La mentira de la imparcialidad.


La mentira de la imparcialidad.




—Me considero un hombre imparcial, profesor Lugano. Es decir, un hombre razonable.

—Eso es indudable, pero no lo pone a salvo de la mediocridad.

—Estoy habituado a esos argumentos. El hombre imparcial es acusado de tibio, de gris, de cobarde, de ser el blanco de la regurgitación divina...

—Y usted considera que todo eso es un error.

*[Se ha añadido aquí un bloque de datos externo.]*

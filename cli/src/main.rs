use anyhow::Result;
use clap::{Parser, Subcommand};
use search_core::{load_catalog, FilterSelection, SearchEngine, DEFAULT_SUGGESTION_LIMIT};
use serde::Serialize;
use tracing_subscriber::{fmt, EnvFilter};

#[derive(Parser)]
#[command(name = "catalog")]
#[command(about = "Query a course catalog: full-text search, suggestions and facets", long_about = None)]
struct Cli {
    /// Catalog file (.json/.jsonl) or directory of catalog files
    #[arg(long, global = true, default_value = "./catalog.json")]
    catalog: String,
    #[command(subcommand)]
    command: Commands,
}

#[derive(Subcommand)]
enum Commands {
    /// Search titles, categories and instructors, optionally narrowed by facets
    Search {
        /// Free-text query; empty lists everything that passes the filters
        #[arg(default_value = "")]
        query: String,
        /// Category facet id (repeatable)
        #[arg(long = "category")]
        categories: Vec<String>,
        /// Duration bucket: short, medium or long (repeatable)
        #[arg(long = "duration")]
        durations: Vec<String>,
        /// Level: beginner, intermediate or advanced (repeatable)
        #[arg(long = "level")]
        levels: Vec<String>,
    },
    /// Suggest course titles for a partial query
    Suggest {
        query: String,
        #[arg(long, default_value_t = DEFAULT_SUGGESTION_LIMIT)]
        limit: usize,
    },
    /// List facet options with corpus-wide counts
    Facets,
    /// Print catalog statistics
    Stats,
}

#[derive(Serialize)]
struct Stats {
    documents: usize,
    categories: usize,
    total_minutes: u64,
}

fn main() -> Result<()> {
    fmt().with_env_filter(EnvFilter::from_default_env()).with_writer(std::io::stderr).init();
    let cli = Cli::parse();
    let engine = SearchEngine::new(load_catalog(&cli.catalog)?);

    let output = match cli.command {
        Commands::Search { query, categories, durations, levels } => {
            tracing::debug!(%query, "running search");
            let selection = FilterSelection::new()
                .with_categories(categories)
                .with_durations(durations)
                .with_levels(levels);
            serde_json::to_string_pretty(&engine.search(&query, &selection))?
        }
        Commands::Suggest { query, limit } => serde_json::to_string_pretty(&engine.suggestions(&query, limit))?,
        Commands::Facets => serde_json::to_string_pretty(&serde_json::json!({
            "categories": engine.categories(),
            "durations": engine.durations(),
            "levels": engine.levels(),
        }))?,
        Commands::Stats => serde_json::to_string_pretty(&stats(&engine))?,
    };
    println!("{output}");
    Ok(())
}

fn stats(engine: &SearchEngine) -> Stats {
    Stats {
        documents: engine.len(),
        categories: engine.categories().len(),
        total_minutes: engine.documents().iter().map(|d| u64::from(d.duration_minutes())).sum(),
    }
}
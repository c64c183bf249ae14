//! Faceted filtering over the corpus: category, duration and level.

pub mod category;
pub mod duration;
pub mod level;

use crate::document::{Dimension, DocId, Document, FacetOption, FilterSelection};
use category::CategoryFacets;
use duration::DurationFacets;
use level::LevelFacets;
use std::collections::{BTreeSet, HashSet};
use std::sync::Arc;

/// One facet dimension. The set of dimensions is closed.
#[derive(Debug, Clone)]
pub enum FilterStrategy {
    Category(CategoryFacets),
    Duration(DurationFacets),
    Level(LevelFacets),
}

impl FilterStrategy {
    /// Classify the whole corpus once and snapshot per-bucket counts.
    pub fn build(dimension: Dimension, corpus: &[Document]) -> Self {
        match dimension {
            Dimension::Category => FilterStrategy::Category(CategoryFacets::build(corpus)),
            Dimension::Duration => FilterStrategy::Duration(DurationFacets::build(corpus)),
            Dimension::Level => FilterStrategy::Level(LevelFacets::build(corpus)),
        }
    }

    pub fn dimension(&self) -> Dimension {
        match self {
            FilterStrategy::Category(_) => Dimension::Category,
            FilterStrategy::Duration(_) => Dimension::Duration,
            FilterStrategy::Level(_) => Dimension::Level,
        }
    }

    /// An empty selection always matches; unknown ids match nothing.
    pub fn matches(&self, doc: &Document, selected: &BTreeSet<String>) -> bool {
        if !self.is_active(selected) {
            return true;
        }
        match self {
            FilterStrategy::Category(f) => f.matches(doc, selected),
            FilterStrategy::Duration(f) => f.matches(doc, selected),
            FilterStrategy::Level(f) => f.matches(doc, selected),
        }
    }

    pub fn facets(&self) -> &[FacetOption] {
        match self {
            FilterStrategy::Category(f) => f.options(),
            FilterStrategy::Duration(f) => f.options(),
            FilterStrategy::Level(f) => f.options(),
        }
    }

    pub fn is_active(&self, selected: &BTreeSet<String>) -> bool {
        !selected.is_empty()
    }
}

/// Combines the three strategies with AND semantics.
pub struct FilterEngine {
    documents: Arc<[Document]>,
    strategies: [FilterStrategy; 3],
}

impl FilterEngine {
    pub fn new(documents: Arc<[Document]>) -> Self {
        let strategies = Dimension::ALL.map(|d| FilterStrategy::build(d, &documents));
        Self { documents, strategies }
    }

    /// Ids of documents passing every active dimension.
    pub fn filter_documents(&self, selection: &FilterSelection) -> HashSet<DocId> {
        (0..)
            .zip(self.documents.iter())
            .filter(|(_, doc)| {
                self.strategies
                    .iter()
                    .all(|s| s.matches(doc, selection.get(s.dimension())))
            })
            .map(|(id, _)| id)
            .collect()
    }

    pub fn is_active(&self, selection: &FilterSelection) -> bool {
        self.strategies
            .iter()
            .any(|s| s.is_active(selection.get(s.dimension())))
    }

    pub fn facets(&self, dimension: Dimension) -> &[FacetOption] {
        self.strategies
            .iter()
            .find(|s| s.dimension() == dimension)
            .map(FilterStrategy::facets)
            .unwrap_or_default()
    }

    pub fn categories(&self) -> &[FacetOption] {
        self.facets(Dimension::Category)
    }

    pub fn durations(&self) -> &[FacetOption] {
        self.facets(Dimension::Duration)
    }

    pub fn levels(&self) -> &[FacetOption] {
        self.facets(Dimension::Level)
    }
}

#[cfg(test)]
mod tests {
    use super::*;

    fn engine() -> FilterEngine {
        let docs = vec![
            Document::new("1", "Introducción al Derecho", "Justicia", "Ana", "01:00"),
            Document::new("2", "Derecho Penal Avanzado", "Justicia", "Luis", "04:00"),
            Document::new("3", "Didáctica General", "Educación", "Eva", "07:30"),
        ];
        FilterEngine::new(docs.into())
    }

    fn sorted(ids: HashSet<DocId>) -> Vec<DocId> {
        let mut ids: Vec<DocId> = ids.into_iter().collect();
        ids.sort();
        ids
    }

    #[test]
    fn empty_selection_keeps_everything() {
        let e = engine();
        assert!(!e.is_active(&FilterSelection::new()));
        assert_eq!(sorted(e.filter_documents(&FilterSelection::new())), vec![0, 1, 2]);
    }

    #[test]
    fn or_within_and_across_dimensions() {
        let e = engine();
        let sel = FilterSelection::new().with_durations(["short", "long"]);
        assert_eq!(sorted(e.filter_documents(&sel)), vec![0, 2]);
        let sel = sel.with_categories(["justicia"]);
        assert!(e.is_active(&sel));
        assert_eq!(sorted(e.filter_documents(&sel)), vec![0]);
        let sel = sel.with_levels(["advanced"]);
        assert!(e.filter_documents(&sel).is_empty());
    }

    #[test]
    fn unknown_ids_match_nothing() {
        let e = engine();
        let sel = FilterSelection::new().with_levels(["expert"]);
        assert!(e.is_active(&sel));
        assert!(e.filter_documents(&sel).is_empty());
    }

    #[test]
    fn facet_listings_per_dimension() {
        let e = engine();
        assert_eq!(e.categories().len(), 2);
        assert_eq!(e.categories()[0].count, 2);
        let levels: Vec<(&str, usize)> = e.levels().iter().map(|o| (o.id.as_str(), o.count)).collect();
        assert_eq!(levels, vec![("beginner", 1), ("intermediate", 1), ("advanced", 1)]);
        let durations: Vec<usize> = e.durations().iter().map(|o| o.count).collect();
        assert_eq!(durations, vec![1, 1, 1]);
    }

    #[test]
    fn empty_corpus_has_no_facets() {
        let e = FilterEngine::new(Vec::<Document>::new().into());
        assert!(e.categories().is_empty());
        assert!(e.durations().is_empty());
        assert!(e.levels().is_empty());
        assert!(e.filter_documents(&FilterSelection::new().with_durations(["short"])).is_empty());
    }
}
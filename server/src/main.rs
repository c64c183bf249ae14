use anyhow::Result;
use axum::Router;
use clap::Parser;
use std::net::SocketAddr;
use tracing_subscriber::{fmt, EnvFilter};
use server::build_app;
use tokio::net::TcpListener;

#[derive(Parser)]
struct Args {
    /// Catalog file (.json/.jsonl) or directory of catalog files
    #[arg(long, default_value = "./catalog.json")]
    catalog: String,
    /// Host to bind
    #[arg(long, default_value = "0.0.0.0")]
    host: String,
    /// Port to bind
    #[arg(long, default_value_t = 8080)]
    port: u16,
}

#[tokio::main]
async fn main() -> Result<()> {
    fmt().with_env_filter(EnvFilter::from_default_env()).init();
    let args = Args::parse();
    let app: Router = build_app(&args.catalog)?;

    let addr: SocketAddr = format!("{}:{}", args.host, args.port).parse()?;
    let listener = TcpListener::bind(addr).await?;
    tracing::info!(%addr, catalog = %args.catalog, "server listening");
    axum::serve(listener, app).await?;
    Ok(())
}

—Desde luego. El hombre imparcial es también un hombre razonable, lógico, ecuánime, prudente, centrado, ubicuo, objetivo, equidistante...

—Y falaz.

—Ya me han advertido sobre sus artimañas retóricas, profesor. No pienso dejar pasar semejante acusación sin argumentos sólidos que la respalden.

—El argumento está a la vista.

—¿Usted sostiene que la imparcialidad es una falacia?

—Más que una falacia yo diría que es una postura anómala del pensamiento.

—En ese caso permítame decirle que esa postura me ha evitado caer en ideas radicales y en fanatismos...

—Y seguramente también en ideales y pasiones.

—Le hago esa concesión. El hombre imparcial no se deja llevar por impulsos.

—Tal vez no. Y justamente allí reside su naturaleza falaz.

—Presénteme sus argumentos.

—Le repito, los argumentos son evidentes.

—De todas formas le ruego que me los aclare.

—Muy bien. Permítame ser lacónico: la imparcialidad es una mentira.

—Eso no es un argumento.

—Aún no he terminado. No solo es una mentira común, sino la peor clase de falacia que podamos imaginar, ya que consiste en el autoengaño.

—¿Usted sostiene que al ser un hombre imparcial me estoy autoengañando?

—Y no solo eso. Se está autoengañando concientemente.

—Entonces no estamos hablando de un engaño, profesor.

—Por supuesto que sí. ¿Cuál es la peor clase de mentira? La mentira a medias.

—¿Y cuál sería esa mentira?

—Creer que se puede ser imparcial frente a lo significativo.

—¿Usted cree que no?

—Mire, seré lo más breve posible. La razón solo nos permite ser imparciales en asuntos que íntimamente consideramos frívolos. Es decir, solo podemos ser imparciales en cuestiones que no nos interesan un carajo. Las opiniones imparciales sobre el amor, la vida, la muerte o el destino de una nación, carecen de todo valor. Solo se puede ser imparcial sobre aquello que nos es indiferente. El resto, me temo, exige de nosotros el compromiso de la subjetividad.




La filosofía del profesor Lugano. I Egosofía.